● **TASK**
Could you copy out every line of the data where the word "Analyze" occurs?

● **RECORDS SHOWN**
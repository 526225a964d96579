//! Gemini provider implementation
//!
//! Talks to the Gemini REST API (`generateContent`) for persona responses,
//! speech synthesis, transcription, and audio description. Thinking mode
//! routes through the pro model with a thinking budget; search mode attaches
//! the google_search grounding tool.

use crate::config::GeminiConfig;
use crate::error::{BeatsmithError, Result};
use crate::prompts::SYSTEM_PROMPT;
use crate::providers::{
    classify_http_error, AssistantProvider, AudioAnalysis, AudioDescribeRequest, Citation,
    Generation, GenerationOptions,
};

use async_trait::async_trait;
use reqwest::Client;
use serde::{Deserialize, Serialize};
use std::time::Duration;

/// Default public API base; overridable for tests and local mocks
const DEFAULT_API_BASE: &str = "https://generativelanguage.googleapis.com";

/// Thinking budget passed to the pro model
const THINKING_BUDGET: u32 = 32_768;

/// Output cap applied when thinking mode is off
///
/// Must not be set together with a high thinking budget.
const MAX_OUTPUT_TOKENS: u32 = 2_000;

/// Placeholder response when the model returns no text
const STALLED_TEXT: &str = "Man, the engine stalled. Try again.";

/// Gemini API provider
///
/// # Examples
///
/// ```no_run
/// use beatsmith::config::GeminiConfig;
/// use beatsmith::providers::{AssistantProvider, GeminiProvider, GenerationOptions};
///
/// # tokio_test::block_on(async {
/// let provider = GeminiProvider::new(GeminiConfig::default(), "api-key".to_string()).unwrap();
/// let reply = provider
///     .generate("[Technical Specs: 44.1kHz, 16-bit] dark trap", &[], GenerationOptions::default())
///     .await
///     .unwrap();
/// println!("{}", reply.text);
/// # });
/// ```
pub struct GeminiProvider {
    client: Client,
    config: GeminiConfig,
    api_key: String,
}

#[derive(Debug, Serialize)]
struct GenerateRequest {
    #[serde(skip_serializing_if = "Option::is_none")]
    system_instruction: Option<Content>,
    contents: Vec<Content>,
    #[serde(rename = "generationConfig", skip_serializing_if = "Option::is_none")]
    generation_config: Option<GenerationConfig>,
    #[serde(skip_serializing_if = "Vec::is_empty")]
    tools: Vec<Tool>,
}

#[derive(Debug, Serialize, Deserialize, Default)]
struct Content {
    parts: Vec<Part>,
}

#[derive(Debug, Serialize, Deserialize, Default)]
struct Part {
    #[serde(skip_serializing_if = "Option::is_none")]
    text: Option<String>,
    #[serde(
        rename = "inlineData",
        alias = "inline_data",
        skip_serializing_if = "Option::is_none"
    )]
    inline_data: Option<InlineData>,
}

#[derive(Debug, Serialize, Deserialize)]
struct InlineData {
    #[serde(rename = "mimeType", alias = "mime_type")]
    mime_type: String,
    data: String,
}

#[derive(Debug, Serialize, Default)]
#[serde(rename_all = "camelCase")]
struct GenerationConfig {
    #[serde(skip_serializing_if = "Option::is_none")]
    temperature: Option<f32>,
    #[serde(skip_serializing_if = "Option::is_none")]
    max_output_tokens: Option<u32>,
    #[serde(skip_serializing_if = "Option::is_none")]
    thinking_config: Option<ThinkingConfig>,
    #[serde(skip_serializing_if = "Option::is_none")]
    response_mime_type: Option<String>,
    #[serde(skip_serializing_if = "Option::is_none")]
    response_modalities: Option<Vec<String>>,
    #[serde(skip_serializing_if = "Option::is_none")]
    speech_config: Option<SpeechConfig>,
}

#[derive(Debug, Serialize)]
#[serde(rename_all = "camelCase")]
struct ThinkingConfig {
    thinking_budget: u32,
}

#[derive(Debug, Serialize)]
#[serde(rename_all = "camelCase")]
struct SpeechConfig {
    voice_config: VoiceConfig,
}

#[derive(Debug, Serialize)]
#[serde(rename_all = "camelCase")]
struct VoiceConfig {
    prebuilt_voice_config: PrebuiltVoiceConfig,
}

#[derive(Debug, Serialize)]
#[serde(rename_all = "camelCase")]
struct PrebuiltVoiceConfig {
    voice_name: String,
}

#[derive(Debug, Serialize)]
struct Tool {
    #[serde(rename = "google_search")]
    google_search: serde_json::Value,
}

#[derive(Debug, Deserialize, Default)]
struct GenerateResponse {
    #[serde(default)]
    candidates: Vec<Candidate>,
}

#[derive(Debug, Deserialize, Default)]
struct Candidate {
    #[serde(default)]
    content: Content,
    #[serde(rename = "groundingMetadata", default)]
    grounding_metadata: Option<GroundingMetadata>,
}

#[derive(Debug, Deserialize, Default)]
struct GroundingMetadata {
    #[serde(rename = "groundingChunks", default)]
    grounding_chunks: Vec<GroundingChunk>,
}

#[derive(Debug, Deserialize, Default)]
struct GroundingChunk {
    #[serde(default)]
    web: Option<WebSource>,
}

#[derive(Debug, Deserialize)]
struct WebSource {
    #[serde(default)]
    uri: String,
    #[serde(default)]
    title: String,
}

impl GeminiProvider {
    /// Create a new Gemini provider instance
    ///
    /// # Arguments
    ///
    /// * `config` - Model names and optional API base override
    /// * `api_key` - Resolved API key (config, env, or keyring)
    ///
    /// # Errors
    ///
    /// Returns error if HTTP client initialization fails
    pub fn new(config: GeminiConfig, api_key: String) -> Result<Self> {
        let client = Client::builder()
            .timeout(Duration::from_secs(120))
            .user_agent("beatsmith/0.1.0")
            .build()
            .map_err(|e| {
                BeatsmithError::Provider(format!("Failed to create HTTP client: {}", e))
            })?;

        tracing::info!(
            "Initialized Gemini provider: model={}, thinking_model={}",
            config.model,
            config.thinking_model
        );

        Ok(Self {
            client,
            config,
            api_key,
        })
    }

    fn endpoint(&self, model: &str) -> String {
        let base = self
            .config
            .api_base
            .as_deref()
            .unwrap_or(DEFAULT_API_BASE)
            .trim_end_matches('/');
        format!("{}/v1beta/models/{}:generateContent", base, model)
    }

    async fn send(&self, model: &str, request: &GenerateRequest) -> Result<GenerateResponse> {
        let response = self
            .client
            .post(self.endpoint(model))
            .header("x-goog-api-key", &self.api_key)
            .json(request)
            .send()
            .await?;

        let status = response.status();
        if !status.is_success() {
            let body = response.text().await.unwrap_or_default();
            tracing::warn!("Gemini request failed: status={}, model={}", status, model);
            return Err(classify_http_error(status.as_u16(), &body).into());
        }

        let parsed = response.json::<GenerateResponse>().await?;
        Ok(parsed)
    }

    fn first_text(response: &GenerateResponse) -> Option<String> {
        let texts: Vec<&str> = response
            .candidates
            .first()?
            .content
            .parts
            .iter()
            .filter_map(|p| p.text.as_deref())
            .collect();
        if texts.is_empty() {
            None
        } else {
            Some(texts.concat())
        }
    }

    fn citations(response: &GenerateResponse) -> Vec<Citation> {
        response
            .candidates
            .first()
            .and_then(|c| c.grounding_metadata.as_ref())
            .map(|meta| {
                meta.grounding_chunks
                    .iter()
                    .filter_map(|chunk| chunk.web.as_ref())
                    .map(|web| Citation {
                        uri: web.uri.clone(),
                        title: web.title.clone(),
                    })
                    .collect()
            })
            .unwrap_or_default()
    }
}

#[async_trait]
impl AssistantProvider for GeminiProvider {
    async fn generate(
        &self,
        prompt: &str,
        history: &[String],
        options: GenerationOptions,
    ) -> Result<Generation> {
        let model = if options.use_thinking {
            self.config.thinking_model.as_str()
        } else {
            self.config.model.as_str()
        };

        let generation_config = if options.use_thinking {
            GenerationConfig {
                temperature: Some(0.9),
                thinking_config: Some(ThinkingConfig {
                    thinking_budget: THINKING_BUDGET,
                }),
                ..Default::default()
            }
        } else {
            GenerationConfig {
                temperature: Some(0.9),
                max_output_tokens: Some(MAX_OUTPUT_TOKENS),
                ..Default::default()
            }
        };

        let tools = if options.use_search {
            vec![Tool {
                google_search: serde_json::json!({}),
            }]
        } else {
            Vec::new()
        };

        let full_content = format!("{}\nUser: {}", history.join("\n"), prompt);

        let request = GenerateRequest {
            system_instruction: Some(Content {
                parts: vec![Part {
                    text: Some(SYSTEM_PROMPT.to_string()),
                    inline_data: None,
                }],
            }),
            contents: vec![Content {
                parts: vec![Part {
                    text: Some(full_content),
                    inline_data: None,
                }],
            }],
            generation_config: Some(generation_config),
            tools,
        };

        let response = self.send(model, &request).await?;
        let text = Self::first_text(&response).unwrap_or_else(|| STALLED_TEXT.to_string());
        let citations = Self::citations(&response);

        Ok(Generation { text, citations })
    }

    async fn synthesize_speech(&self, text: &str) -> Result<Option<String>> {
        let request = GenerateRequest {
            system_instruction: None,
            contents: vec![Content {
                parts: vec![Part {
                    text: Some(text.to_string()),
                    inline_data: None,
                }],
            }],
            generation_config: Some(GenerationConfig {
                response_modalities: Some(vec!["AUDIO".to_string()]),
                speech_config: Some(SpeechConfig {
                    voice_config: VoiceConfig {
                        prebuilt_voice_config: PrebuiltVoiceConfig {
                            voice_name: "Fenrir".to_string(),
                        },
                    },
                }),
                ..Default::default()
            }),
            tools: Vec::new(),
        };

        // Best-effort: synthesis failures degrade to no audio.
        match self.send(&self.config.tts_model, &request).await {
            Ok(response) => {
                let audio = response
                    .candidates
                    .first()
                    .and_then(|c| c.content.parts.first())
                    .and_then(|p| p.inline_data.as_ref())
                    .map(|d| d.data.clone());
                Ok(audio)
            }
            Err(e) => {
                tracing::warn!("Speech synthesis failed: {}", e);
                Ok(None)
            }
        }
    }

    async fn transcribe(&self, audio_base64: &str, mime_type: &str) -> Result<String> {
        let request = GenerateRequest {
            system_instruction: None,
            contents: vec![Content {
                parts: vec![
                    Part {
                        text: None,
                        inline_data: Some(InlineData {
                            mime_type: mime_type.to_string(),
                            data: audio_base64.to_string(),
                        }),
                    },
                    Part {
                        text: Some(
                            "Transcribe this audio exactly as spoken. Do not add any commentary."
                                .to_string(),
                        ),
                        inline_data: None,
                    },
                ],
            }],
            generation_config: None,
            tools: Vec::new(),
        };

        let response = self.send(&self.config.model, &request).await?;
        Ok(Self::first_text(&response).unwrap_or_default())
    }

    async fn describe_audio(&self, req: &AudioDescribeRequest) -> Result<AudioAnalysis> {
        let task = format!(
            r#"Analyze this audio file (or audio description) acting as D-Hz (Master Audio Engineer).
Filename: "{}"
Duration: {}s
User Description: "{}"

Task: Perform a technical audit of the audio characteristics.
1. Detect BPM and Key accurately.
2. Analyze Spectral Balance (Low/Mid/High energy).
3. Analyze Stereo Image width.
4. Assess Transient Density (Percussiveness).
5. Provide 3 specific engineering suggestions for "Beefing Up" or producing this track in Suno V5.

Output ONLY valid JSON matching this schema:
{{
  "filename": string,
  "duration": string (e.g. "3:45"),
  "sampleRate": string (inferred, e.g. "44.1kHz"),
  "detectedBpm": string (e.g. "140 BPM"),
  "detectedKey": string (e.g. "C Minor"),
  "spectralBalance": "Dark/Muddy" | "Balanced" | "Bright/Harsh" | "Mid-Forward",
  "transientDensity": "Low (Ambient)" | "Medium (Groove)" | "High (Percussive)",
  "stereoImage": "Mono" | "Narrow" | "Wide" | "Super-Wide",
  "suggestions": [string, string, string]
}}"#,
            req.filename, req.duration_secs, req.description
        );

        let mut parts = vec![Part {
            text: Some(task),
            inline_data: None,
        }];
        if let Some(audio) = &req.audio_base64 {
            parts.push(Part {
                text: None,
                inline_data: Some(InlineData {
                    mime_type: req.mime_type.clone(),
                    data: audio.clone(),
                }),
            });
        }

        let request = GenerateRequest {
            system_instruction: None,
            contents: vec![Content { parts }],
            generation_config: Some(GenerationConfig {
                response_mime_type: Some("application/json".to_string()),
                ..Default::default()
            }),
            tools: Vec::new(),
        };

        let response = self.send(&self.config.model, &request).await?;
        let raw = Self::first_text(&response).unwrap_or_else(|| "{}".to_string());
        // The model sometimes wraps the payload in markdown fences despite
        // the JSON response mime type.
        let cleaned = raw.replace("```json", "").replace("```", "");
        let analysis: AudioAnalysis = serde_json::from_str(cleaned.trim()).map_err(|e| {
            BeatsmithError::Provider(format!("unparseable analysis payload: {}", e))
        })?;
        Ok(analysis)
    }
}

● **ANSWER TO THIS PROBLEM**
            r#"Analyze this audio file (or audio description) acting as D-Hz (Master Audio Engineer).
2. Analyze Spectral Balance (Low/Mid/High energy).
3. Analyze Stereo Image width.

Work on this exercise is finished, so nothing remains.